When Saul’s heart strayed away from God and the “Spirit of the Lord departed from” him, the evil spirit, which came instead, is said to have come “from the Lord” (1 Samuel 16:14). However, this must not to be understood that the Lord is the author of evil. But that in His plan, He simply does not perform a supernatural work to prevent the results of sin. “For if we go on sinning deliberately after receiving the knowledge of the truth, there no longer remains a sacrifice for sins” (Hebrews 10:26).

The sinner is like a man who is suffering from a horrible sickness, yet refuses medical treatment. However, the Bible teaches that God, the great physician, is often represented as sending also the results of the disease upon those who refuse His remedy. For example, He is represented as sending a lying spirit into the mouth of the prophets that they might counsel a king to undertake the wrong course he was already determined to pursue (1 Kings 22:19–23).

Ancient Israel destroyed themselves with their pride, idolatry, immorality, and unbelief. For sin is ever suicidal (Proverbs 8:36; Ezekiel 18:20; 33:10, 11). Israel’s destruction was caused by their own evil deeds. They had ample time to change their course of action and return to God but they refused. The Lord said, “O Israel, thou hast destroyed thyself; but in me is thine help” (Hosea 13:9).

New Testament

The story of Judas Iscariot, Christ’s disciple, is an illustration to the deadly consequences of rejecting the convictions of the Holy Spirit. When Judas finally ignored every appeal to his soul, he betrayed his Lord (Luke 22:3; John 6:70; 13:27). And later on, he hanged himself for his evil act (Matthew 27:1-10).

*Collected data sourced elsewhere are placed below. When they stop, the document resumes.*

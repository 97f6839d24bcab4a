//! Memoized snapshot store around the ingestion pipeline.
//!
//! Ingestion is expected to run once per process lifetime (or once per
//! explicit refresh): the first [`SnapshotStore::get`] builds the dataset,
//! later calls return the same `Arc` without re-reading any files. This
//! memoization is the only caching contract in the system — the key space
//! is the fixed configured source set, so there is no eviction policy and
//! no TTL. A missing source is a configuration problem reported once
//! inside the dataset, never retried here.

use std::path::PathBuf;
use std::sync::{Arc, RwLock};

use insight_data::analysis::{build_dataset, Dataset};
use insight_data::sources::SourceRegistry;

/// Process-wide holder of the immutable [`Dataset`] snapshot.
///
/// Concurrent interactive consumers each derive their own filtered views
/// from the shared snapshot; nothing here mutates in place. Refresh builds
/// a new dataset and atomically swaps the `Arc`.
pub struct SnapshotStore {
    data_dir: PathBuf,
    registry: SourceRegistry,
    snapshot: RwLock<Option<Arc<Dataset>>>,
}

impl SnapshotStore {
    pub fn new(data_dir: PathBuf, registry: SourceRegistry) -> Self {
        Self {
            data_dir,
            registry,
            snapshot: RwLock::new(None),
        }
    }

    /// Return the current snapshot, building it on first use.
    ///
    /// Repeated calls return the identical `Arc` until [`refresh`] or
    /// [`invalidate`] is called.
    ///
    /// [`refresh`]: SnapshotStore::refresh
    /// [`invalidate`]: SnapshotStore::invalidate
    pub fn get(&self) -> Arc<Dataset> {
        if let Some(snapshot) = self.snapshot.read().expect("snapshot lock").as_ref() {
            tracing::debug!("returning memoized dataset snapshot");
            return Arc::clone(snapshot);
        }
        self.refresh()
    }

    /// Rebuild the dataset and atomically replace the snapshot.
    pub fn refresh(&self) -> Arc<Dataset> {
        let dataset = Arc::new(build_dataset(&self.data_dir, &self.registry));
        tracing::debug!(
            sessions = dataset.sessions.len(),
            joined_rows = dataset.joined.len(),
            failures = dataset.source_failures.len(),
            "dataset snapshot replaced"
        );
        *self.snapshot.write().expect("snapshot lock") = Some(Arc::clone(&dataset));
        dataset
    }

    /// Drop the snapshot, forcing the next [`SnapshotStore::get`] to rebuild.
    pub fn invalidate(&self) {
        *self.snapshot.write().expect("snapshot lock") = None;
        tracing::debug!("dataset snapshot invalidated");
    }

    /// `true` when a snapshot is currently held.
    pub fn is_loaded(&self) -> bool {
        self.snapshot.read().expect("snapshot lock").is_some()
    }
}

// ── Tests ─────────────────────────────────────────────────────────────────────

#[cfg(test)]
mod tests {
    use super::*;
    use insight_core::models::Flavor;
    use insight_data::sources::BatchSource;
    use tempfile::TempDir;

    fn write_batch(dir: &std::path::Path, name: &str) {
        let doc = serde_json::json!({
            "responseData": [{
                "sessions": [{
                    "sessionId": "S1",
                    "date": "15/01/2025",
                    "trainingCourseCode": "A320-TR",
                    "componentName": "LOFT 1",
                    "startTime": "08:00",
                    "endTime": "12:00",
                    "instructors": [
                        {"name": "Alice", "staffNumber": "1001", "dutyCode": "TRI"}
                    ],
                    "trainee": [
                        {"name": "Bob", "staffNumber": "2002", "dutyCode": "FO"}
                    ]
                }]
            }]
        });
        std::fs::write(dir.join(name), serde_json::to_string(&doc).unwrap()).unwrap();
    }

    fn make_store(dir: &std::path::Path) -> SnapshotStore {
        let registry = SourceRegistry::new(vec![BatchSource::new("a.JSON", Flavor::Simulator)]);
        SnapshotStore::new(dir.to_path_buf(), registry)
    }

    #[test]
    fn test_get_builds_on_first_use() {
        let dir = TempDir::new().unwrap();
        write_batch(dir.path(), "a.JSON");
        let store = make_store(dir.path());

        assert!(!store.is_loaded());
        let dataset = store.get();
        assert!(store.is_loaded());
        assert_eq!(dataset.sessions.len(), 1);
    }

    #[test]
    fn test_get_memoizes_without_rereading_files() {
        let dir = TempDir::new().unwrap();
        write_batch(dir.path(), "a.JSON");
        let store = make_store(dir.path());

        let first = store.get();

        // Delete the batch file: a re-read would now fail closed, so an
        // unchanged result proves the snapshot was served from memory.
        std::fs::remove_file(dir.path().join("a.JSON")).unwrap();
        let second = store.get();

        assert!(Arc::ptr_eq(&first, &second));
        assert!(second.source_failures.is_empty());
    }

    #[test]
    fn test_refresh_replaces_snapshot() {
        let dir = TempDir::new().unwrap();
        write_batch(dir.path(), "a.JSON");
        let store = make_store(dir.path());

        let first = store.get();
        std::fs::remove_file(dir.path().join("a.JSON")).unwrap();

        let second = store.refresh();

        // New snapshot, and it saw the changed world (fail-closed).
        assert!(!Arc::ptr_eq(&first, &second));
        assert_eq!(second.source_failures.len(), 1);
        // Old snapshot is untouched: readers holding it are unaffected.
        assert!(first.source_failures.is_empty());
    }

    #[test]
    fn test_invalidate_forces_rebuild() {
        let dir = TempDir::new().unwrap();
        write_batch(dir.path(), "a.JSON");
        let store = make_store(dir.path());

        let first = store.get();
        store.invalidate();
        assert!(!store.is_loaded());

        let second = store.get();
        assert!(!Arc::ptr_eq(&first, &second));
    }
}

The Lord withdraws from the person that rebels and rejects Him. He withdraws His Spirit, and then gives up that person to his own mistakes, and allows sin to bring forth its unavoidable fruitage of death. Therefore, the Lord invites His children saying, “Today, if you will hear His voice, Do not harden your hearts as in the rebellion” (Hebrews 3:15).

A message of hope

While throughout the whole history of mankind destruction and defeat are the just consequence of sinful man, goodness and mercy are the dispensation of a righteous, loving God (Romans 5:8). All what the sinner needs is to open his heart to the Lord. For the Lord declared, “I have no pleasure in the death of the wicked, but that the wicked turn from his way and live. Turn ye, turn ye from your evil ways; for why will ye die, O house of Israel?’” (Ezekiel 33:11).